[SUPPLIED DATA — start]
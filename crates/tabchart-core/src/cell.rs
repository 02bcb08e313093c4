// File: crates/tabchart-core/src/cell.rs
// Summary: Tagged cell scalar and the single sanitization boundary (cell -> f64).
// Notes:
// - Sanitization is lossy by contract: anything that does not yield a finite
//   number becomes 0.0. Callers that need to tell "no number" apart from zero
//   use `try_number` instead.

use std::fmt;

use once_cell::sync::Lazy;
use regex::Regex;
use serde::{Deserialize, Serialize};

/// `15.000`, `1.234.567`, `-2.500`: digits grouped in threes by dots.
/// The leading group never starts with 0, so `0.500` stays a decimal.
static DOT_GROUPED: Lazy<Regex> =
    Lazy::new(|| Regex::new(r"^-?[1-9][0-9]{0,2}(\.[0-9]{3})+$").expect("valid grouping regex"));

/// One grid cell as delivered by the table source.
#[derive(Clone, Debug, PartialEq, Serialize, Deserialize)]
#[serde(untagged)]
pub enum Cell {
    Empty,
    Number(f64),
    Text(String),
}

impl Cell {
    /// Build a text cell; blank input becomes `Empty`.
    pub fn from_str_lossy(raw: &str) -> Self {
        if raw.trim().is_empty() { Cell::Empty } else { Cell::Text(raw.to_string()) }
    }

    pub fn is_empty(&self) -> bool {
        match self {
            Cell::Empty => true,
            Cell::Number(_) => false,
            Cell::Text(s) => s.trim().is_empty(),
        }
    }

    /// Display text used for category labels and header matching.
    pub fn label(&self) -> String {
        match self {
            Cell::Empty => String::new(),
            Cell::Number(n) => n.to_string(),
            Cell::Text(s) => s.trim().to_string(),
        }
    }

    /// Sanitized numeric value, `None` when the cell carries no number.
    pub fn try_number(&self) -> Option<f64> {
        match self {
            Cell::Empty => None,
            Cell::Number(n) => n.is_finite().then_some(*n),
            Cell::Text(s) => parse_lossy(s),
        }
    }

    /// Sanitized numeric value; missing or malformed input yields 0.0.
    pub fn to_number(&self) -> f64 {
        self.try_number().unwrap_or(0.0)
    }
}

impl Default for Cell {
    fn default() -> Self { Cell::Empty }
}

impl fmt::Display for Cell {
    fn fmt(&self, f: &mut fmt::Formatter<'_>) -> fmt::Result {
        f.write_str(&self.label())
    }
}

impl From<f64> for Cell {
    fn from(v: f64) -> Self { Cell::Number(v) }
}

impl From<i32> for Cell {
    fn from(v: i32) -> Self { Cell::Number(f64::from(v)) }
}

impl From<&str> for Cell {
    fn from(s: &str) -> Self { Cell::from_str_lossy(s) }
}

impl From<String> for Cell {
    fn from(s: String) -> Self {
        if s.trim().is_empty() { Cell::Empty } else { Cell::Text(s) }
    }
}

impl<T: Into<Cell>> From<Option<T>> for Cell {
    fn from(v: Option<T>) -> Self { v.map_or(Cell::Empty, Into::into) }
}

/// Parse a raw text cell into a number, tolerant of currency and formatting noise.
/// Every character other than a digit, `.` or `-` is dropped; unparsable input yields 0.0.
pub fn sanitize_number(raw: &str) -> f64 {
    parse_lossy(raw).unwrap_or(0.0)
}

/// Sanitize any cell; shorthand for [`Cell::to_number`].
pub fn sanitize(cell: &Cell) -> f64 {
    cell.to_number()
}

/// Sanitize any cell without the zero fallback; shorthand for [`Cell::try_number`].
pub fn try_sanitize(cell: &Cell) -> Option<f64> {
    cell.try_number()
}

fn parse_lossy(raw: &str) -> Option<f64> {
    let trimmed = raw.trim();
    let kept: String = trimmed
        .chars()
        .filter(|c| c.is_ascii_digit() || *c == '.' || *c == '-')
        .collect();
    if kept.is_empty() {
        return None;
    }
    let stripped_noise = kept.len() != trimmed.len();
    let normalized = if is_thousands_grouped(&kept, stripped_noise) { kept.replace('.', "") } else { kept };
    normalized.parse::<f64>().ok().filter(|v| v.is_finite())
}

/// A dot is a thousands separator only when the digits are grouped in threes and
/// the text cannot be a plain decimal: several groups, a stripped currency/format
/// prefix, or a group ending in zero (`15.000`). `1.234` on its own stays a decimal.
fn is_thousands_grouped(kept: &str, stripped_noise: bool) -> bool {
    if !DOT_GROUPED.is_match(kept) {
        return false;
    }
    kept.matches('.').count() > 1 || stripped_noise || kept.ends_with('0')
}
[SUPPLIED DATA — finish]
=== EXERCISE AIM ===
Wherever the word "Sanitized" appears in the records above, copy that line.

=== ANSWER BOX ===
    /// Sanitized numeric value, `None` when the cell carries no number.
    /// Sanitized numeric value; missing or malformed input yields 0.0.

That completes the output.